[GIVEN RECORDS]
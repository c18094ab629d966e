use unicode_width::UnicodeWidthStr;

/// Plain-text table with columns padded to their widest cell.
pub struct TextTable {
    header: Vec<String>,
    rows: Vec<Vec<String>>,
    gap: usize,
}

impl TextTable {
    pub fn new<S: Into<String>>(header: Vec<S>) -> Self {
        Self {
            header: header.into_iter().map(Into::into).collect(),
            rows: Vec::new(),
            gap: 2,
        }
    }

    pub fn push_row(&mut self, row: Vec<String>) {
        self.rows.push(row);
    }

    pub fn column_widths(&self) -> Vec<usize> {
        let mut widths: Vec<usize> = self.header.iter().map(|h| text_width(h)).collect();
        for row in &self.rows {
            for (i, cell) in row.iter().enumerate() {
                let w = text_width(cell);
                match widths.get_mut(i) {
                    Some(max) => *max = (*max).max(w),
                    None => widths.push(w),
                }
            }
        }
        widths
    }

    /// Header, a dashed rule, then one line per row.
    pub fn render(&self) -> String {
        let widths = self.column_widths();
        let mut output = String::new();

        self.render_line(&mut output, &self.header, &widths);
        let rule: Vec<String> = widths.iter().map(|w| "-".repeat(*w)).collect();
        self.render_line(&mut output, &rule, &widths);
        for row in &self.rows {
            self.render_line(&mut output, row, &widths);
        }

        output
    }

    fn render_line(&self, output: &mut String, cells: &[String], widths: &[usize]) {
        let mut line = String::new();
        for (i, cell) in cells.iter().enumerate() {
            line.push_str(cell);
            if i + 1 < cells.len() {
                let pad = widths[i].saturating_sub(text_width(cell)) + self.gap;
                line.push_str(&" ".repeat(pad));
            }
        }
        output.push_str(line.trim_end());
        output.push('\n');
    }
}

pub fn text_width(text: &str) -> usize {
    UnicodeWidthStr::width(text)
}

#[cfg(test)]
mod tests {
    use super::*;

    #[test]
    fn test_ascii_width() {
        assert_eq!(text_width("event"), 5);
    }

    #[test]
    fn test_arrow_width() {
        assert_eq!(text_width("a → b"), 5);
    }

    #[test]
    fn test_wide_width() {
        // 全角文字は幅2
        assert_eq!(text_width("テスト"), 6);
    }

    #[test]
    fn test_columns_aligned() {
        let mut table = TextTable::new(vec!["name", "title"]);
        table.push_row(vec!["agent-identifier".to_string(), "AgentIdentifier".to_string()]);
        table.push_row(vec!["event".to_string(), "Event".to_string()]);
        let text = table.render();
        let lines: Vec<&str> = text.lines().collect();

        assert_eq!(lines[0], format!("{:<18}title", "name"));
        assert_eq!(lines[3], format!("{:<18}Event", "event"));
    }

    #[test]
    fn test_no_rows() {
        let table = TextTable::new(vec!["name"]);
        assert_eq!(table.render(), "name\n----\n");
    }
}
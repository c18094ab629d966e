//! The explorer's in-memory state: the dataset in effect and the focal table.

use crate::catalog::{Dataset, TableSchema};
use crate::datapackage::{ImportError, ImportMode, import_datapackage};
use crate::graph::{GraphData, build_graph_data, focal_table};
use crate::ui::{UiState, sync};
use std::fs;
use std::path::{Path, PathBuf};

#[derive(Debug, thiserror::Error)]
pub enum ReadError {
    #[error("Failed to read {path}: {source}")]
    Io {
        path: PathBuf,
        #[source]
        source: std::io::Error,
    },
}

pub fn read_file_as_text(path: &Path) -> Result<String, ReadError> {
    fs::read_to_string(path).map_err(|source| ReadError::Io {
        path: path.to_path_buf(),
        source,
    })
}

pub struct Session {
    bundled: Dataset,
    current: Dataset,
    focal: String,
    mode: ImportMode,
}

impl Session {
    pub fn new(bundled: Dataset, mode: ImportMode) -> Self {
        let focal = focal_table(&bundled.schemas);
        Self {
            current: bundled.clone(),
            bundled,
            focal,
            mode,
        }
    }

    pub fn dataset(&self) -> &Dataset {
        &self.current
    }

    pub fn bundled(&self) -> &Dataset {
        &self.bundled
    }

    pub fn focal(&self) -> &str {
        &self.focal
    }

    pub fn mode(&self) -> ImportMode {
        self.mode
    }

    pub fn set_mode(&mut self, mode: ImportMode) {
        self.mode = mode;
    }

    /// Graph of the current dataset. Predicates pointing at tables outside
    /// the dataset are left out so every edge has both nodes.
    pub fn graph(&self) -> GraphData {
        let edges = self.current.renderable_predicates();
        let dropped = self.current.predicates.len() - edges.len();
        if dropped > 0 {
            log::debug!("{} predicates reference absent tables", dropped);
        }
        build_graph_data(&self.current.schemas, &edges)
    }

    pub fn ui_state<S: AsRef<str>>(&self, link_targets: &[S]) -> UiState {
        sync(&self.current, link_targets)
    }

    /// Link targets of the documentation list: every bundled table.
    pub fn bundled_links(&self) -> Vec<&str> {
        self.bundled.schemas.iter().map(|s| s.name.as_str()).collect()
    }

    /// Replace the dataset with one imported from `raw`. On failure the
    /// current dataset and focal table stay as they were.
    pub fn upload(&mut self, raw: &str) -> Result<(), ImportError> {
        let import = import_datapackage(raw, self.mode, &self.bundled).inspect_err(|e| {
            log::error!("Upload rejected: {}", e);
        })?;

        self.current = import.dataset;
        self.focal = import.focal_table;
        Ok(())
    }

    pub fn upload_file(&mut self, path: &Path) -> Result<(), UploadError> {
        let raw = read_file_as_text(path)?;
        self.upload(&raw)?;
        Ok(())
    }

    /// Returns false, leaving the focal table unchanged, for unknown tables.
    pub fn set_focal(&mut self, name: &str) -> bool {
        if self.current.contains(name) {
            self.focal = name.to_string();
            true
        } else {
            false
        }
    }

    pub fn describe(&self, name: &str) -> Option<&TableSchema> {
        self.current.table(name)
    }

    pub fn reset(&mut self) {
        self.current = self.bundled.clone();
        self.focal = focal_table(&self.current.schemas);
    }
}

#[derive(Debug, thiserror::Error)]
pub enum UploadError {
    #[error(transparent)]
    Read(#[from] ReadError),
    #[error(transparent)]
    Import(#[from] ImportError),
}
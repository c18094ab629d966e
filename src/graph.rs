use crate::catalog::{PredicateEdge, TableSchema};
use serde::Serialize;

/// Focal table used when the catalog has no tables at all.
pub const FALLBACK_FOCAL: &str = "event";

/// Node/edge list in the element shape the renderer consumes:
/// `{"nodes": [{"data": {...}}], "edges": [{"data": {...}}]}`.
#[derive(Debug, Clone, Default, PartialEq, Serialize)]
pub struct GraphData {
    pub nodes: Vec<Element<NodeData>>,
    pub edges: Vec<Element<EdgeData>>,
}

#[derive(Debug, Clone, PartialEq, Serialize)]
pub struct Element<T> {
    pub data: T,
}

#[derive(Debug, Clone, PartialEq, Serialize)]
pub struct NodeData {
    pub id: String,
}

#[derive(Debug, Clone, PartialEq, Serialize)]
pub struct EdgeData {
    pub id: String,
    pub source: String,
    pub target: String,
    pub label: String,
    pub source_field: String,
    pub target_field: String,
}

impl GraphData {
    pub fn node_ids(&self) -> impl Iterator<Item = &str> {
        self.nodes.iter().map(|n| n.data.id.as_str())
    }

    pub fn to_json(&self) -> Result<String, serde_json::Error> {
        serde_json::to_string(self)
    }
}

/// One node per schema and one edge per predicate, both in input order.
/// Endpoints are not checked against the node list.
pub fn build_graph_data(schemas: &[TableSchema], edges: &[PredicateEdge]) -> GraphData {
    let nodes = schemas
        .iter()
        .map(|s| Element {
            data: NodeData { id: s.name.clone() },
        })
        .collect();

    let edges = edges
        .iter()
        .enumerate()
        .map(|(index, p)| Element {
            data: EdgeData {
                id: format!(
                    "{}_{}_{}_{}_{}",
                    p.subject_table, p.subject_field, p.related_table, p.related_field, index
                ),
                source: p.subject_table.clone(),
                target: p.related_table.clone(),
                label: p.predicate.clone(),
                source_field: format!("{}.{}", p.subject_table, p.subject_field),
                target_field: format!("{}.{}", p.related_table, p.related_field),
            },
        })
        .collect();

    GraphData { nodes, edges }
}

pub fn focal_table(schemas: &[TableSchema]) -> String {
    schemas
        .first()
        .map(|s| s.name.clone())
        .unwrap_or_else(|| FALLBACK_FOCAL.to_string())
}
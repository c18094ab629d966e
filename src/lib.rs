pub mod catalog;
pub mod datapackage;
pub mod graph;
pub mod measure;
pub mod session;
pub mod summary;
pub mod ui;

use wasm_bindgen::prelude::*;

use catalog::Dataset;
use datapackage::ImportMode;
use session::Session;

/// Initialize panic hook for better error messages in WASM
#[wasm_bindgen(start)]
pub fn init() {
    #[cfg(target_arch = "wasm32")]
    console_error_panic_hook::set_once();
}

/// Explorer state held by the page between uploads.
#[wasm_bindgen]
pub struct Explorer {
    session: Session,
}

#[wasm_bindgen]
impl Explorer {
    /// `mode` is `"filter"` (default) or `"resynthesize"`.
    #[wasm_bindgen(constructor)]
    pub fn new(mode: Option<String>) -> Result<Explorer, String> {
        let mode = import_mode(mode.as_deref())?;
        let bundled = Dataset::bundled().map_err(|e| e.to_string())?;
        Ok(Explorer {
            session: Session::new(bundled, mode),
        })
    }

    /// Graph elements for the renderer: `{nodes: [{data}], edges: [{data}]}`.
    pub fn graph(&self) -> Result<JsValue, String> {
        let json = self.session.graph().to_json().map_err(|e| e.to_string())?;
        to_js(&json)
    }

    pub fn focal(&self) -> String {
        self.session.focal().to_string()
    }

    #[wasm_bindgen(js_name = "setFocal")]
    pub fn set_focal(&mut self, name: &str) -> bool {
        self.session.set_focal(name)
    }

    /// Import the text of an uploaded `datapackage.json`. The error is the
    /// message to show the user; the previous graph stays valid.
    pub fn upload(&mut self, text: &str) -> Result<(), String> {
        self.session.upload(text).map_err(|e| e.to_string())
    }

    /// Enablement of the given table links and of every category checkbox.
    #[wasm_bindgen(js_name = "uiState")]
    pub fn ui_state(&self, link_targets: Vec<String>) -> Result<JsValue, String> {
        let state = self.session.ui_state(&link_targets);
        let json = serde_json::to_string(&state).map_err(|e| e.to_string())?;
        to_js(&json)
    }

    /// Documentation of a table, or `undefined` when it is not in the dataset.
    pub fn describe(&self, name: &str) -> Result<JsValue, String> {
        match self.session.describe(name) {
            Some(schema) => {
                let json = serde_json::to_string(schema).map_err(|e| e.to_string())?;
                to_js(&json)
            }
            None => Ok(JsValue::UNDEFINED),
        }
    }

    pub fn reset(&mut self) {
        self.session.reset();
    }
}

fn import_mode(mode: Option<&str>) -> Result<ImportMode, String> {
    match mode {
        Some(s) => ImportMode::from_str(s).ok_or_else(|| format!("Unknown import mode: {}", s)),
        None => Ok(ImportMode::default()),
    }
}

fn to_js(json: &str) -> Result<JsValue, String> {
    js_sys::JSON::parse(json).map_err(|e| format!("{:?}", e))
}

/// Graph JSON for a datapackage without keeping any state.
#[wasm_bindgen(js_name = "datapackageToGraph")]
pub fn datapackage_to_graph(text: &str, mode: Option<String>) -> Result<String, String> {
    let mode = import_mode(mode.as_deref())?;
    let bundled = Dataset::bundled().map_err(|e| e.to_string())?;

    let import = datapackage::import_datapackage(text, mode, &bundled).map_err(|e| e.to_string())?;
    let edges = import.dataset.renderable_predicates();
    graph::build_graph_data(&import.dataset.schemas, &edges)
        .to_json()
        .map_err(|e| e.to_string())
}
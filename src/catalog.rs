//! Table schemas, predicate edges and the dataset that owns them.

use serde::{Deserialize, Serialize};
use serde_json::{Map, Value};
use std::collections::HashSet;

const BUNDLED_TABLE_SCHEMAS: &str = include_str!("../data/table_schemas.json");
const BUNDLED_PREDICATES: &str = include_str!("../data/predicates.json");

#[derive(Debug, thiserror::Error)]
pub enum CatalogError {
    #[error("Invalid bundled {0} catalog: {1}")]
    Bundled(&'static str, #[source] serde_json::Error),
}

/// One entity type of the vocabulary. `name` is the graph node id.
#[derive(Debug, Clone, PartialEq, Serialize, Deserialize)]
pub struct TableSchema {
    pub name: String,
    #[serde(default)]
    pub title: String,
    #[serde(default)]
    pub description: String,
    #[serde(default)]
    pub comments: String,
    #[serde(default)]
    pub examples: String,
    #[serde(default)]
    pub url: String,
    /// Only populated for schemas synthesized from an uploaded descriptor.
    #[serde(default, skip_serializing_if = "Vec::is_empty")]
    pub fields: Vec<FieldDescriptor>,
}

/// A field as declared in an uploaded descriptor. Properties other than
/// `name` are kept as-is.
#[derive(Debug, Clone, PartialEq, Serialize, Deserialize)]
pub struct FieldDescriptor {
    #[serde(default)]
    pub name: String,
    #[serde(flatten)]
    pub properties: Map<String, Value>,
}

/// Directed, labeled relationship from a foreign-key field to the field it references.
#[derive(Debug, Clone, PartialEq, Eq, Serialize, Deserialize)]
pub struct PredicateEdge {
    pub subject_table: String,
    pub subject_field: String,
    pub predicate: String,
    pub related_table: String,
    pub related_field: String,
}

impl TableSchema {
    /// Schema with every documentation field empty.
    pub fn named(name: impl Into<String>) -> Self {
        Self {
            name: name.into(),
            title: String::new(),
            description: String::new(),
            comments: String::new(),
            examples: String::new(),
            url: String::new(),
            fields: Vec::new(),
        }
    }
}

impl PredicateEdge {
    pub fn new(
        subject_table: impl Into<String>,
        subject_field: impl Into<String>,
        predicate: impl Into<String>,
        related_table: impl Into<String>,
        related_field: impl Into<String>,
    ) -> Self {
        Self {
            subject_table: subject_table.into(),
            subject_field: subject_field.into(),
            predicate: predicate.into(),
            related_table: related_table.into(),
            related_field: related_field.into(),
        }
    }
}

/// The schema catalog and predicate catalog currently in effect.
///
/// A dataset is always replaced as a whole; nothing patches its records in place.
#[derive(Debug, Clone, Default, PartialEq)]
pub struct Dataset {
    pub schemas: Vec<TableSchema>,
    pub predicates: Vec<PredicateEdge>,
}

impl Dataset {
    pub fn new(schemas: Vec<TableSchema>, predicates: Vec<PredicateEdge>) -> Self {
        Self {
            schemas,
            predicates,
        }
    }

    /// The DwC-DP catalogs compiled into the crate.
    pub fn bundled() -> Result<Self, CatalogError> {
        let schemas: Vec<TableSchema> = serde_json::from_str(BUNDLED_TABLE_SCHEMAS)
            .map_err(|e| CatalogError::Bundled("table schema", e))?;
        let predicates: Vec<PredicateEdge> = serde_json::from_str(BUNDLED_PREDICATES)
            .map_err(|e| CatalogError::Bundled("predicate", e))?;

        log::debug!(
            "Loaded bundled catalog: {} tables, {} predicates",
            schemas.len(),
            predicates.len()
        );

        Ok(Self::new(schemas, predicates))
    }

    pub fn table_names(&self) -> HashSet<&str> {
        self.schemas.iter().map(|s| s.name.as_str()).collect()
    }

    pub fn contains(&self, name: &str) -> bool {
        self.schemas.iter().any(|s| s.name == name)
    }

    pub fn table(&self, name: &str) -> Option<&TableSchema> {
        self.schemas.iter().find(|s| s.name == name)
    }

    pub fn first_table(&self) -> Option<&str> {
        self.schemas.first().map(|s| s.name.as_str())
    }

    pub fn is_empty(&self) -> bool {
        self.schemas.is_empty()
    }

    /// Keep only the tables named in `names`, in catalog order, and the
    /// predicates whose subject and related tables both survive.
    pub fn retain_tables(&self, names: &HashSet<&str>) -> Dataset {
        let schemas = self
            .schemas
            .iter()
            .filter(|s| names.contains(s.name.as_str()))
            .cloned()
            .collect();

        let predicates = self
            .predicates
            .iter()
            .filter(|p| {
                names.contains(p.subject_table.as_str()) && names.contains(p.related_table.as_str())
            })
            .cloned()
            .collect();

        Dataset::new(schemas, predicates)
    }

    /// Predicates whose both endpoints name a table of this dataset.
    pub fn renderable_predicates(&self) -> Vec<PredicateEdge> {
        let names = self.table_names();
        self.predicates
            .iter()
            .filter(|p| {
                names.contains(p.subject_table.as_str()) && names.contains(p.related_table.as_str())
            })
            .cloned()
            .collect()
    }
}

[WHAT IS BEING ASKED] Find the word "both" in the entries, and copy every line it shows up in.

[EXERCISE RESULT]
    /// the dataset are left out so every edge has both nodes.
/// One node per schema and one edge per predicate, both in input order.
    /// predicates whose subject and related tables both survive.
    /// Predicates whose both endpoints name a table of this dataset.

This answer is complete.